> _EXERCISE REQUIREMENTS_
For each line in the data that includes "usize", make a copy.

** SOURCE MATERIAL follows **

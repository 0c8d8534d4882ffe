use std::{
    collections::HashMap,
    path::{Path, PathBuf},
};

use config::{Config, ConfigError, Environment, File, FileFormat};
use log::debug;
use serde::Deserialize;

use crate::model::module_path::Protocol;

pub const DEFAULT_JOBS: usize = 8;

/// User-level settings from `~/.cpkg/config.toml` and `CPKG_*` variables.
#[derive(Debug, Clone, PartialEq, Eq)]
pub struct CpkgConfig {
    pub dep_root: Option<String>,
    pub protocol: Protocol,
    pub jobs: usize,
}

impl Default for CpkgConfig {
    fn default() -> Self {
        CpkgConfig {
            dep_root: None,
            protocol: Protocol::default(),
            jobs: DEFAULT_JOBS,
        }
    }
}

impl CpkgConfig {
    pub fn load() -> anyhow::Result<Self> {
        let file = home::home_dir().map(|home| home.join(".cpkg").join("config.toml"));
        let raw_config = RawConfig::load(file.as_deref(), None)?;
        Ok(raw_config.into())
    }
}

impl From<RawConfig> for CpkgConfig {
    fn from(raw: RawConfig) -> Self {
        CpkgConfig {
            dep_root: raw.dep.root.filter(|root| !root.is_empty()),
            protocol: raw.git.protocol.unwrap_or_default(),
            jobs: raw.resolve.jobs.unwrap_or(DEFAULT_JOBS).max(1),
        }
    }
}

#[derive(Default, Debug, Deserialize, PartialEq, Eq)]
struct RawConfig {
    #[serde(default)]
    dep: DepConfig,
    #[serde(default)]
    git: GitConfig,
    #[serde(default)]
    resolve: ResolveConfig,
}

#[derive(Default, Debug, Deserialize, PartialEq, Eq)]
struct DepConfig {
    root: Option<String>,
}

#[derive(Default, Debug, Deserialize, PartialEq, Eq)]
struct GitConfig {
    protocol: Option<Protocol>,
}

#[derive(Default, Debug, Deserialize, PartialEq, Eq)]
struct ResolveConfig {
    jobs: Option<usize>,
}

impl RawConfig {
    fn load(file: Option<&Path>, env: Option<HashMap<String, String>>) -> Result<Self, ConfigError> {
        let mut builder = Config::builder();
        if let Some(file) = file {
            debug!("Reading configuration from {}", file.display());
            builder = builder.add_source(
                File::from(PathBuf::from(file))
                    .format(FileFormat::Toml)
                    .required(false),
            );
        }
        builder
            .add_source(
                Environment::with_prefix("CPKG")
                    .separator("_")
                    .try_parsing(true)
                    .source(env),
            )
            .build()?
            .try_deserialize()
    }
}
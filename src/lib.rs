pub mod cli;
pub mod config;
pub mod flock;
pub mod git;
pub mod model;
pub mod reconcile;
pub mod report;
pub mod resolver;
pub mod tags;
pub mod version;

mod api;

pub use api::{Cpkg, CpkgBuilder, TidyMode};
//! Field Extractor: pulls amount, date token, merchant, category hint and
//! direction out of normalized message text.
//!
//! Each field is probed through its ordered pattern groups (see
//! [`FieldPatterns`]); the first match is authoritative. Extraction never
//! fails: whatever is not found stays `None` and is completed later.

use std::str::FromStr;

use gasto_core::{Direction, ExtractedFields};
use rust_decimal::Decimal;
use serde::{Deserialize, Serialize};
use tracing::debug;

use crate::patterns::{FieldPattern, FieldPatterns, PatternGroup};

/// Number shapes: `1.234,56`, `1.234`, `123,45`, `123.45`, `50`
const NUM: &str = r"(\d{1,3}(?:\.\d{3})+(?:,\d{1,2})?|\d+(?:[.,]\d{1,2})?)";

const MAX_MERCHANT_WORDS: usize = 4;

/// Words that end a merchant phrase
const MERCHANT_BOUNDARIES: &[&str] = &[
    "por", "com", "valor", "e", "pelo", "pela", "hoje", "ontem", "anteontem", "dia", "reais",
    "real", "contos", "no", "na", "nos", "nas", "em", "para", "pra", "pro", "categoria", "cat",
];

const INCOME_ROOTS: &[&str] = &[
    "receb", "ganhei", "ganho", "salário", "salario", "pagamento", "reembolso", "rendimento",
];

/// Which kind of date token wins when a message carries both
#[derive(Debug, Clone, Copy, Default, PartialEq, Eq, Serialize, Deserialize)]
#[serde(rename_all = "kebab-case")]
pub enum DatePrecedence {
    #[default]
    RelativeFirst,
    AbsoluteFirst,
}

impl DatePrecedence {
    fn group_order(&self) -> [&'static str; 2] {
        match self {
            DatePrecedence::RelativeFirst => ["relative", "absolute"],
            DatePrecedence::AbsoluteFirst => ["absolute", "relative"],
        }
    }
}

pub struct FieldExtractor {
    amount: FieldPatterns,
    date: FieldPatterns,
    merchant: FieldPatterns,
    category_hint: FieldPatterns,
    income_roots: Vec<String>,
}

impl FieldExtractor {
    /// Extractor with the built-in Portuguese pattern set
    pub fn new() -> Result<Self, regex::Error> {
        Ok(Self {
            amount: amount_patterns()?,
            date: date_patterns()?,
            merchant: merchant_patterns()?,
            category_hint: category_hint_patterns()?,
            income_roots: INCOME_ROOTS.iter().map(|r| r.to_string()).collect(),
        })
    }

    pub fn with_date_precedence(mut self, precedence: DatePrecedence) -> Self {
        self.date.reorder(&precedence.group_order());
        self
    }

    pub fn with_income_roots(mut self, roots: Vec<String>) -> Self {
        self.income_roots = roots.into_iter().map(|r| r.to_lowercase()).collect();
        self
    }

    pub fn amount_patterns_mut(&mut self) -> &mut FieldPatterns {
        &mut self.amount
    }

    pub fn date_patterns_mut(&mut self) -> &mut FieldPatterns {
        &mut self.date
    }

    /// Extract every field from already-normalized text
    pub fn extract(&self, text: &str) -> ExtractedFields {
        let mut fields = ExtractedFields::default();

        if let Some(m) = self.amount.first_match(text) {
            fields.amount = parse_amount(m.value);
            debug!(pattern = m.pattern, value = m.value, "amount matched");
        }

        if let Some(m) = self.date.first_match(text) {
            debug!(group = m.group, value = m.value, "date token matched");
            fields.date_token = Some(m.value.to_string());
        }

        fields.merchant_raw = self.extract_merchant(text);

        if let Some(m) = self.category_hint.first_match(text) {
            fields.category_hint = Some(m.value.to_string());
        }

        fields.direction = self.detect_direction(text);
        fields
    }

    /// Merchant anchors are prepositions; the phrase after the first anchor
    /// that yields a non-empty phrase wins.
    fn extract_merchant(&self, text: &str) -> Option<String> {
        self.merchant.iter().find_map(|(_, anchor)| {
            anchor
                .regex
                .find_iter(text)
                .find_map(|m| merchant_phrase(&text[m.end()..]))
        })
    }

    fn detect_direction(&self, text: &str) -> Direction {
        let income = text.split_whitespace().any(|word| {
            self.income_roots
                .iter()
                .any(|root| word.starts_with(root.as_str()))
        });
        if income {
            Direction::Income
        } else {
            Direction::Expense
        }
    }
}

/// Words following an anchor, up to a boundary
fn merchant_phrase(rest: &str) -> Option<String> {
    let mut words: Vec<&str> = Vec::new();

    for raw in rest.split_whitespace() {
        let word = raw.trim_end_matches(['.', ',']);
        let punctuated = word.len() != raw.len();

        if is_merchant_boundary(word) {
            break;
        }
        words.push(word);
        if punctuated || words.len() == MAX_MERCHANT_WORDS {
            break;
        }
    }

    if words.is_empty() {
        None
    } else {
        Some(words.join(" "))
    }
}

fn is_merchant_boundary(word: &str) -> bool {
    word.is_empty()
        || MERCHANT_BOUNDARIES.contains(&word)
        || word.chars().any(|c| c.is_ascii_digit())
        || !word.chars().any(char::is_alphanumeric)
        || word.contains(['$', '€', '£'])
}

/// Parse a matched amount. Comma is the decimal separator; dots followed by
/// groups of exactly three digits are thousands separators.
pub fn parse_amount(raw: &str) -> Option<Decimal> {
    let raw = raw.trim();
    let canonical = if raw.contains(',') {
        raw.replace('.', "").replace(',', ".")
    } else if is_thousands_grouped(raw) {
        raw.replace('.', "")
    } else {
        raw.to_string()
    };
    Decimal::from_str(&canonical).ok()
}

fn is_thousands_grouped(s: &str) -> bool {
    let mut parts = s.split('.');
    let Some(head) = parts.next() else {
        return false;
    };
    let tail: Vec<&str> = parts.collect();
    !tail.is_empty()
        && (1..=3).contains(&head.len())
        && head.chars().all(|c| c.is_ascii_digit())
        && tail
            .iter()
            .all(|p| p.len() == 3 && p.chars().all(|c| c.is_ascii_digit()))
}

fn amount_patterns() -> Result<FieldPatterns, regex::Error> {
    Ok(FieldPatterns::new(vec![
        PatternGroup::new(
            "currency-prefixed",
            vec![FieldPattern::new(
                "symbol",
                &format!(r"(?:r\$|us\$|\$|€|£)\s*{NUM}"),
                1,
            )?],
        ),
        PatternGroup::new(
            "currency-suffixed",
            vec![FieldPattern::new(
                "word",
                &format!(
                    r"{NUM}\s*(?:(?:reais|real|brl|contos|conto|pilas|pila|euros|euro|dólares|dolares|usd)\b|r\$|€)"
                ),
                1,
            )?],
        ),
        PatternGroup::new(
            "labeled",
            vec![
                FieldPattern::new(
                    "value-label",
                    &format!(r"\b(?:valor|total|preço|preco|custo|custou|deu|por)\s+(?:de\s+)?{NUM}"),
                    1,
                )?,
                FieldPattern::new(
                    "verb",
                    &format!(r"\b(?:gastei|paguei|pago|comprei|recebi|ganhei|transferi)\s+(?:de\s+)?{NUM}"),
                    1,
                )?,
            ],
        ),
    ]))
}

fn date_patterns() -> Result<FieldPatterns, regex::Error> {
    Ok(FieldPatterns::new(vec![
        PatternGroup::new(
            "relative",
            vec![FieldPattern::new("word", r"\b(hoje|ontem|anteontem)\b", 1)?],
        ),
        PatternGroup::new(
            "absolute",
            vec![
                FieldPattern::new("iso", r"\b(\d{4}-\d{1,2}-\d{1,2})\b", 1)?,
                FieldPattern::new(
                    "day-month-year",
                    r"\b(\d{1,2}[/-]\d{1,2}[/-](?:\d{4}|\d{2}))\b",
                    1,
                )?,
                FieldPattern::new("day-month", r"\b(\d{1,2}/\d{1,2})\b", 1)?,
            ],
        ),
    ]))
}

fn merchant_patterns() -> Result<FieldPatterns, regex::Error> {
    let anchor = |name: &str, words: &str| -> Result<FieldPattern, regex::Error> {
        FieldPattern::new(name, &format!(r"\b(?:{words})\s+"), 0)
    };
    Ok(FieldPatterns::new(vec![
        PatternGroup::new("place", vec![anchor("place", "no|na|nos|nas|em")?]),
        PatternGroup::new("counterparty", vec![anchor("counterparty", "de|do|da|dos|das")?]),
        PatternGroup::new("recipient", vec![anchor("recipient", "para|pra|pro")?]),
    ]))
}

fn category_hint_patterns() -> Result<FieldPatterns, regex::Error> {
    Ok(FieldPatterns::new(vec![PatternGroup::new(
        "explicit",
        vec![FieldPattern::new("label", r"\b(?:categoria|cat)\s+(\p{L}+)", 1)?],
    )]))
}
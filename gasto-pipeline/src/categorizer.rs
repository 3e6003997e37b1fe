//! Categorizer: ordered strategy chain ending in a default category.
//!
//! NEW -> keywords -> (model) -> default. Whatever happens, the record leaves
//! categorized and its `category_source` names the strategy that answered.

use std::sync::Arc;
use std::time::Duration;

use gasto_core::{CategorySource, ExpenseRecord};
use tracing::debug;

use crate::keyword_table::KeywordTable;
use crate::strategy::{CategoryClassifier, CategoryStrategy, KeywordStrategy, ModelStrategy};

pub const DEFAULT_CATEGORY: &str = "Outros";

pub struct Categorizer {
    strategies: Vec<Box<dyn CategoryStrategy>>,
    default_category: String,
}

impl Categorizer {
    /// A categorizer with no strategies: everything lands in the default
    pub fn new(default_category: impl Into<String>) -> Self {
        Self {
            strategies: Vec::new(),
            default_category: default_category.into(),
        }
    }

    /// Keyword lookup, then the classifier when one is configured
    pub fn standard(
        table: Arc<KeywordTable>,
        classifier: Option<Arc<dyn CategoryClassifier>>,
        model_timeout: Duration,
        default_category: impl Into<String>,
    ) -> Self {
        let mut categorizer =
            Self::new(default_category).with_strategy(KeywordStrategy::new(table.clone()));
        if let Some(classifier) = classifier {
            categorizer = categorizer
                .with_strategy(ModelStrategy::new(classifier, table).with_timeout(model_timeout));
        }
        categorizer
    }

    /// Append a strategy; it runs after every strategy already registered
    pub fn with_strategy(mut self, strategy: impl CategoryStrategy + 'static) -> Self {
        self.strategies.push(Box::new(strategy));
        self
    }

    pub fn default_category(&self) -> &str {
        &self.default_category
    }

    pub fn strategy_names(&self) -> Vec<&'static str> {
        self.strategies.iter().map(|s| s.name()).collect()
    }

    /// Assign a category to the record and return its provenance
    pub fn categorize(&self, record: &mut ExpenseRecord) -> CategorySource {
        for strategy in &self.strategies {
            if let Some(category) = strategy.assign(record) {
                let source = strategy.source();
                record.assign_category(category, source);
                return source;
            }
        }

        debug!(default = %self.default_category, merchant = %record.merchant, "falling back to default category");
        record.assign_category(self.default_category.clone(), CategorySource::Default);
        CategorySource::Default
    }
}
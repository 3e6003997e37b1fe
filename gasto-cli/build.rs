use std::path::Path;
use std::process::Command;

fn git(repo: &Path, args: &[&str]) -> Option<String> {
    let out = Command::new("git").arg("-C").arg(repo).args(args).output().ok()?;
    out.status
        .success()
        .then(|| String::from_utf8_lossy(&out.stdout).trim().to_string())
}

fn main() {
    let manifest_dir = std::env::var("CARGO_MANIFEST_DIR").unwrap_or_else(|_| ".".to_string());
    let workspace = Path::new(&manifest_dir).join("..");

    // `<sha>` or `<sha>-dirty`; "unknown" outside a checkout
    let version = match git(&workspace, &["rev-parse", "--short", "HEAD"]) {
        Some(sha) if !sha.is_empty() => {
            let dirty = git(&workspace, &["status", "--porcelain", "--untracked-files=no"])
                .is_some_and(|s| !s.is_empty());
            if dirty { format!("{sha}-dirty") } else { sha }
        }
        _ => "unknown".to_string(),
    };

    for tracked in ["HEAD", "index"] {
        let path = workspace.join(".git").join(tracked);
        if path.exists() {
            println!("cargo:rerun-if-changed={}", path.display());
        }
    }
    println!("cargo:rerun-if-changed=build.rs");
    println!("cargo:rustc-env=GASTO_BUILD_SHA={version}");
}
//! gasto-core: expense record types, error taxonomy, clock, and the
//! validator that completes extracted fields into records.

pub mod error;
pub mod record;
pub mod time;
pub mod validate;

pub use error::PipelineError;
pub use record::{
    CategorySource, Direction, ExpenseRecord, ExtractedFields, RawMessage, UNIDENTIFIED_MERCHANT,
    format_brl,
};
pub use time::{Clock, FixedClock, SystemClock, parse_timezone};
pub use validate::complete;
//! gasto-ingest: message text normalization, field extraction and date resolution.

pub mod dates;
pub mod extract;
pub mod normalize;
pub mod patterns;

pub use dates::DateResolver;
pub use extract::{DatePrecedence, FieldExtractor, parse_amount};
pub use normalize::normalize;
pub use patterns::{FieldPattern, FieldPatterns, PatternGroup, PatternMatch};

** End of SOURCE MATERIAL **

> _SOLVED PROBLEM_
pub const DEFAULT_JOBS: usize = 8;
    pub jobs: usize,
    jobs: Option<usize>,
const MAX_MERCHANT_WORDS: usize = 4;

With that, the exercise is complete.